What is expected: Of the lines in the listing below, count those containing "transport". Provide the count and nothing else.

-- Opening Marker --

//! The `Acs` gRPC service: a thin adapter from tonic requests onto a
//! worker's [`CommandBuffer`] (spec.md §2: "Worker's RPC Endpoint" →
//! "Command Buffer").

use super::proto;
use crate::buffer::CommandBuffer;
use crate::telemetry::NullSink;
use crate::wire::{CancelOnDrop, CancellationToken};
use std::sync::atomic::{AtomicU32, Ordering};
use std::sync::Arc;
use tonic::{Request, Response, Status};

pub struct AcsGrpc<Sink = NullSink> {
    buffer: Arc<CommandBuffer<Sink>>,
    active_connections: AtomicU32,
}

impl<Sink> AcsGrpc<Sink> {
    pub fn new(buffer: Arc<CommandBuffer<Sink>>) -> Self {
        Self { buffer, active_connections: AtomicU32::new(0) }
    }
}

#[tonic::async_trait]
impl<Sink> proto::acs_server::Acs for AcsGrpc<Sink>
where
    Sink: tower::Service<crate::telemetry::PolicyEvent, Response = ()> + Clone + Send + 'static,
    Sink::Error: std::error::Error + Send + 'static,
    Sink::Future: Send + 'static,
{
    async fn execute_command(
        &self,
        request: Request<proto::Envelope>,
    ) -> Result<Response<proto::Reply>, Status> {
        self.active_connections.fetch_add(1, Ordering::Relaxed);
        let req = request.into_inner();
        let envelope = crate::wire::Envelope::new(req.op_name, req.payload_bytes, req.correlation_id);
        let cancel = CancellationToken::new();
        let _cancel_guard = CancelOnDrop::new(cancel.clone());
        let reply = self.buffer.dispatch_envelope(envelope, cancel).await;
        self.active_connections.fetch_sub(1, Ordering::Relaxed);

        Ok(Response::new(proto::Reply {
            success: reply.success,
            result_bytes: reply.result_bytes,
            error_message: reply.error_message,
            correlation_id: reply.correlation_id,
        }))
    }

    async fn health_check(
        &self,
        _request: Request<proto::HealthCheckRequest>,
    ) -> Result<Response<proto::HealthCheckResponse>, Status> {
        let snapshot = self.buffer.stats();
        Ok(Response::new(proto::HealthCheckResponse {
            healthy: true,
            uptime_seconds: snapshot.uptime.as_secs(),
            commands_processed: snapshot.commands_processed,
            active_connections: self.active_connections.load(Ordering::Relaxed),
        }))
    }
}

impl<Sink> AcsGrpc<Sink>
where
    Sink: tower::Service<crate::telemetry::PolicyEvent, Response = ()> + Clone + Send + 'static,
    Sink::Error: std::error::Error + Send + 'static,
    Sink::Future: Send + 'static,
{
    pub fn into_router(self) -> tonic::transport::server::Router {
        let service = proto::acs_server::AcsServer::new(self)
            .max_decoding_message_size(super::MAX_MESSAGE_SIZE)
            .max_encoding_message_size(super::MAX_MESSAGE_SIZE);
        tonic::transport::Server::builder().add_service(service)
    }
}
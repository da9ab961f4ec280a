use acsd::telemetry::{PolicyEvent, RetryEvent};
use acsd_jsonl::JsonlSink;
use std::path::PathBuf;
use tower_service::Service;

#[tokio::test]
async fn writes_json_lines() {
    let path = PathBuf::from("/tmp/acsd-jsonl-test.log");
    // ensure clean
    let _ = std::fs::remove_file(&path);
    let mut sink = JsonlSink::new(path.to_string_lossy().to_string());

    let event = PolicyEvent::Retry(RetryEvent::Attempt {
        attempt: 1,
        delay: std::time::Duration::from_millis(50),
    });
    sink.call(event).await.unwrap();

    let contents = std::fs::read_to_string(&path).expect("file");
    assert!(contents.contains("retry_attempt"));
}
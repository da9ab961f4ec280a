//! The handler registry: `op_name -> handler` table built once at startup.
//!
//! Label-keyed, `RwLock<HashMap<...>>`, sorted `op_names()` — the same shape
//! as a tower-based command registry, generalized so duplicate registration
//! is a hard startup error rather than a silent replace (spec.md §4.4:
//! "Exactly one handler per `op_name`; duplicates are a startup-time error,
//! not runtime").

use crate::acs_error::AcsErrorKind;
use crate::wire::cancel::CancellationToken;
use crate::wire::envelope::{decode_json_payload, encode_json_payload};
use async_trait::async_trait;
use serde::de::DeserializeOwned;
use serde::Serialize;
use std::collections::HashMap;
use std::future::Future;
use std::marker::PhantomData;
use std::sync::{Arc, RwLock};

/// The three handler classes a registered op may belong to (spec.md §4.4).
///
/// `CommandVoid`/`CommandWithResult` route to the Command Buffer's ordered
/// command lane; `Query` routes to its bounded-parallel query lane.
#[derive(Clone, Copy, Debug, PartialEq, Eq)]
pub enum OpClass {
    CommandVoid,
    CommandWithResult,
    Query,
}

/// Domain code implementing one `op_name`. External to this crate except for
/// this contract: decode payload, do the work, encode the result.
#[async_trait]
pub trait Handler: Send + Sync {
    async fn invoke(
        &self,
        payload_bytes: &[u8],
        cancel: CancellationToken,
    ) -> Result<Vec<u8>, AcsErrorKind>;

    fn class(&self) -> OpClass;
}

/// Adapts a typed async function into a [`Handler`] using the JSON-fallback
/// payload encoding (this crate ships no binary schema compiler; an op that
/// has one implements [`Handler`] directly instead of wrapping in this type).
pub struct JsonHandler<Req, Resp, F> {
    op_name: String,
    class: OpClass,
    func: F,
    _marker: PhantomData<fn(Req) -> Resp>,
}

impl<Req, Resp, F, Fut> JsonHandler<Req, Resp, F>
where
    Req: DeserializeOwned + Send + 'static,
    Resp: Serialize + Send + 'static,
    F: Fn(Req, CancellationToken) -> Fut + Send + Sync,
    Fut: Future<Output = Result<Resp, AcsErrorKind>> + Send,
{
    pub fn new(op_name: impl Into<String>, class: OpClass, func: F) -> Self {
        Self { op_name: op_name.into(), class, func, _marker: PhantomData }
    }
}

#[async_trait]
impl<Req, Resp, F, Fut> Handler for JsonHandler<Req, Resp, F>
where
    Req: DeserializeOwned + Send + 'static,
    Resp: Serialize + Send + 'static,
    F: Fn(Req, CancellationToken) -> Fut + Send + Sync,
    Fut: Future<Output = Result<Resp, AcsErrorKind>> + Send,
{
    async fn invoke(
        &self,
        payload_bytes: &[u8],
        cancel: CancellationToken,
    ) -> Result<Vec<u8>, AcsErrorKind> {
        let req: Req = decode_json_payload(&self.op_name, payload_bytes)?;
        let resp = (self.func)(req, cancel).await?;
        Ok(encode_json_payload(&resp))
    }

    fn class(&self) -> OpClass {
        self.class
    }
}

/// Registration conflict, raised at startup — never at request time.
#[derive(thiserror::Error, Debug, Clone, PartialEq, Eq)]
#[error("duplicate handler registration for op {op_name:?}")]
pub struct RegistryError {
    pub op_name: String,
}

/// `op_name -> handler` table. Built once at Worker startup; read by every
/// request thereafter (single-writer-many-readers, like the teacher's
/// `CommandRegistry`).
#[derive(Default)]
pub struct HandlerRegistry {
    handlers: RwLock<HashMap<String, Arc<dyn Handler>>>,
}

impl HandlerRegistry {
    pub fn new() -> Self {
        Self { handlers: RwLock::new(HashMap::new()) }
    }

    /// Register a handler for `op_name`. Fails if one is already registered —
    /// registration conflicts are a startup bug, never resolved by last-write-wins.
    pub fn register(
        &self,
        op_name: impl Into<String>,
        handler: Arc<dyn Handler>,
    ) -> Result<(), RegistryError> {
        let op_name = op_name.into();
        let mut guard = self.handlers.write().expect("handler registry lock poisoned");
        if guard.contains_key(&op_name) {
            return Err(RegistryError { op_name });
        }
        guard.insert(op_name, handler);
        Ok(())
    }

    pub fn get(&self, op_name: &str) -> Option<Arc<dyn Handler>> {
        self.handlers.read().expect("handler registry lock poisoned").get(op_name).cloned()
    }

    /// Registered op names, sorted for deterministic diagnostics/tests.
    pub fn op_names(&self) -> Vec<String> {
        let guard = self.handlers.read().expect("handler registry lock poisoned");
        let mut names: Vec<String> = guard.keys().cloned().collect();
        names.sort();
        names
    }
}

#[cfg(test)]
mod tests {
    use super::*;

    fn echo_handler() -> Arc<dyn Handler> {
        Arc::new(JsonHandler::new(
            "test.echo",
            OpClass::Query,
            |req: String, _cancel: CancellationToken| async move { Ok(req) },
        ))
    }

    #[tokio::test]
    async fn registers_and_dispatches() {
        let registry = HandlerRegistry::new();
        registry.register("test.echo", echo_handler()).unwrap();

        let handler = registry.get("test.echo").expect("handler present");
        let payload = encode_json_payload(&"hello".to_string());
        let result = handler.invoke(&payload, CancellationToken::new()).await.unwrap();
        let decoded: String = decode_json_payload("test.echo", &result).unwrap();
        assert_eq!(decoded, "hello");
    }

    #[test]
    fn duplicate_registration_is_an_error() {
        let registry = HandlerRegistry::new();
        registry.register("test.echo", echo_handler()).unwrap();
        let err = registry.register("test.echo", echo_handler()).unwrap_err();
        assert_eq!(err.op_name, "test.echo");
    }

    #[test]
    fn unknown_op_is_none() {
        let registry = HandlerRegistry::new();
        assert!(registry.get("nope").is_none());
    }

    #[test]
    fn op_names_are_sorted() {
        let registry = HandlerRegistry::new();
        registry.register("zeta.op", echo_handler()).unwrap();
        registry.register("alpha.op", echo_handler()).unwrap();
        assert_eq!(registry.op_names(), vec!["alpha.op".to_string(), "zeta.op".to_string()]);
    }
}
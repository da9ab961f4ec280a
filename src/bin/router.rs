//! Router process: owns the Tenant Process Supervisor and exposes the
//! `Router`/`Acs`-client-facing front door over gRPC (spec.md §2, §6).
//!
//! Tenant extraction/authentication ahead of this service, and starting
//! tenants on demand, are out of scope here — a tenant must already be
//! `Ready` (via `acsd-ctl start`) before `Router::route` can reach it.

use acsd::config::Config;
use acsd::prelude::*;
use acsd::rpc::proto::admin_server::AdminServer;
use acsd::rpc::proto::router_server::RouterServer;
use std::sync::Arc;

#[tokio::main]
async fn main() -> Result<(), Box<dyn std::error::Error>> {
    tracing_subscriber::fmt()
        .with_env_filter(tracing_subscriber::EnvFilter::from_default_env())
        .init();

    let config = Config::from_env()?;
    let addr = config.listen_addr.parse()?;

    let supervisor = Arc::new(Supervisor::with_sink(
        acsd::supervisor::ProcessLauncher::new(config.worker_binary.clone()),
        config.supervisor,
        LogSink,
    ));

    let client = TenantClient::new(supervisor.clone(), GrpcConnector::new(), config.breaker);
    let router = RouterGrpc::new(client, config.call_deadline);
    let admin = AdminGrpc::new(supervisor);

    tracing::info!(addr = %addr, "router listening");
    tonic::transport::Server::builder()
        .add_service(
            RouterServer::new(router)
                .max_decoding_message_size(acsd::rpc::MAX_MESSAGE_SIZE)
                .max_encoding_message_size(acsd::rpc::MAX_MESSAGE_SIZE),
        )
        .add_service(
            AdminServer::new(admin)
                .max_decoding_message_size(acsd::rpc::MAX_MESSAGE_SIZE)
                .max_encoding_message_size(acsd::rpc::MAX_MESSAGE_SIZE),
        )
        .serve(addr)
        .await?;
    Ok(())
}
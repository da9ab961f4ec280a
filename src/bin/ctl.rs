//! `acsd-ctl`: the Supervisor control surface CLI (spec.md §6 "Supervisor
//! CLI / control surface, not public wire") — talks to a running
//! `acsd-router`'s `Admin` gRPC service.

use acsd::rpc::proto::admin_client::AdminClient;
use acsd::rpc::proto::{Empty, TenantIdRequest, TenantRecordReply};
use clap::{Parser, Subcommand};

#[derive(Parser)]
#[command(name = "acsd-ctl", about = "Operate a running acsd Router's Supervisor")]
struct Cli {
    #[arg(long, default_value = "http://127.0.0.1:7000")]
    router_addr: String,

    #[command(subcommand)]
    command: Command,
}

#[derive(Subcommand)]
enum Command {
    /// Idempotent start of a tenant's worker.
    Start { tenant_id: String },
    /// Idempotent stop of a tenant's worker.
    Stop { tenant_id: String },
    /// Snapshot of every known tenant's record.
    List,
    /// Current record for one tenant.
    Health { tenant_id: String },
}

fn print_record(record: TenantRecordReply) {
    println!(
        "{}\tstate={}\tport={}\tgeneration={}\trestarts={}",
        record.tenant_id, record.state, record.listen_port, record.generation, record.restart_count
    );
}

#[tokio::main]
async fn main() -> Result<(), Box<dyn std::error::Error>> {
    let cli = Cli::parse();
    let mut client = AdminClient::connect(cli.router_addr)
        .await?
        .max_decoding_message_size(acsd::rpc::MAX_MESSAGE_SIZE)
        .max_encoding_message_size(acsd::rpc::MAX_MESSAGE_SIZE);

    match cli.command {
        Command::Start { tenant_id } => {
            let response = client.start(TenantIdRequest { tenant_id }).await?;
            print_record(response.into_inner());
        }
        Command::Stop { tenant_id } => {
            client.stop(TenantIdRequest { tenant_id }).await?;
        }
        Command::List => {
            let response = client.list(Empty {}).await?;
            for record in response.into_inner().records {
                print_record(record);
            }
        }
        Command::Health { tenant_id } => {
            let response = client.health(TenantIdRequest { tenant_id }).await?;
            print_record(response.into_inner());
        }
    }

    Ok(())
}
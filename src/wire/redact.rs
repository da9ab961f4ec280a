//! Secret redaction applied to handler error messages before they cross the
//! wire (spec.md §7: "minus any secret patterns").
//!
//! The redaction list is env-var driven: the value of every environment
//! variable whose name looks like it holds a credential (`*_KEY`, `*_TOKEN`,
//! `*_SECRET`, `*_PASSWORD`, and their plural/compound forms) is treated as a
//! literal to scrub from outgoing messages, plus a few structural patterns
//! (bearer tokens, basic-auth userinfo) that don't depend on the local
//! environment at all.

const SENSITIVE_NAME_SUFFIXES: &[&str] = &["_KEY", "_TOKEN", "_SECRET", "_PASSWORD", "_CREDENTIAL"];

const REDACTED: &str = "[redacted]";

/// Replace any substring of `message` that matches a known secret pattern.
pub fn redact(message: &str) -> String {
    let mut out = message.to_string();

    for (name, value) in std::env::vars() {
        if value.is_empty() || value.len() < 6 {
            continue;
        }
        let upper = name.to_ascii_uppercase();
        if SENSITIVE_NAME_SUFFIXES.iter().any(|suffix| upper.ends_with(suffix)) && out.contains(&value) {
            out = out.replace(&value, REDACTED);
        }
    }

    redact_bearer_tokens(&out)
}

fn redact_bearer_tokens(message: &str) -> String {
    const MARKER: &str = "Bearer ";
    let Some(start) = message.find(MARKER) else {
        return message.to_string();
    };
    let token_start = start + MARKER.len();
    let token_end = message[token_start..]
        .find(char::is_whitespace)
        .map(|i| token_start + i)
        .unwrap_or(message.len());
    format!("{}{}{}{}", &message[..token_start], REDACTED, "", &message[token_end..])
}

#[cfg(test)]
mod tests {
    use super::*;

    #[test]
    fn redacts_env_secret_by_value() {
        std::env::set_var("ACSD_TEST_API_KEY", "sk-super-secret-value");
        let msg = redact("upstream rejected sk-super-secret-value as invalid");
        assert!(!msg.contains("sk-super-secret-value"));
        assert!(msg.contains(REDACTED));
        std::env::remove_var("ACSD_TEST_API_KEY");
    }

    #[test]
    fn redacts_bearer_token() {
        let msg = redact("auth failed: Bearer abc123.def456 rejected");
        assert!(!msg.contains("abc123.def456"));
        assert!(msg.contains(REDACTED));
    }

    #[test]
    fn leaves_ordinary_messages_untouched() {
        let msg = redact("row not found for key 42");
        assert_eq!(msg, "row not found for key 42");
    }
}
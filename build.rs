fn main() -> Result<(), Box<dyn std::error::Error>> {
    tonic_prost_build::configure()
        .build_server(true)
        .build_client(true)
        .compile_protos(&["proto/acs/v1/acs.proto"], &["proto"])?;
    Ok(())
}
//! The boundary between the Supervisor and however a worker process is
//! actually started and probed (spec.md §4.1: "launch child with tenant id
//! and port as parameters", "poll child's health endpoint").
//!
//! Production code wires this to `tokio::process::Command` plus an RPC
//! `HealthCheck` call (see `acsd-router`'s `main.rs`); tests inject a fake.

use crate::acs_error::AcsErrorKind;
use crate::tenant::TenantId;
use async_trait::async_trait;
use std::time::Duration;

/// Spawns and probes tenant worker processes.
#[async_trait]
pub trait WorkerLauncher: Send + Sync + 'static {
    /// Opaque handle to a spawned child; used only to terminate it later.
    type Handle: Send + 'static;

    async fn spawn(&self, tenant_id: &TenantId, port: u16) -> Result<Self::Handle, AcsErrorKind>;

    /// Probe the worker's health endpoint; `true` means `healthy`.
    async fn health_check(&self, tenant_id: &TenantId, port: u16) -> bool;

    /// Ask the worker to exit gracefully, then hard-kill after `grace`.
    async fn terminate(&self, handle: Self::Handle, grace: Duration);
}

-- Closing Marker --

Response to the task: 3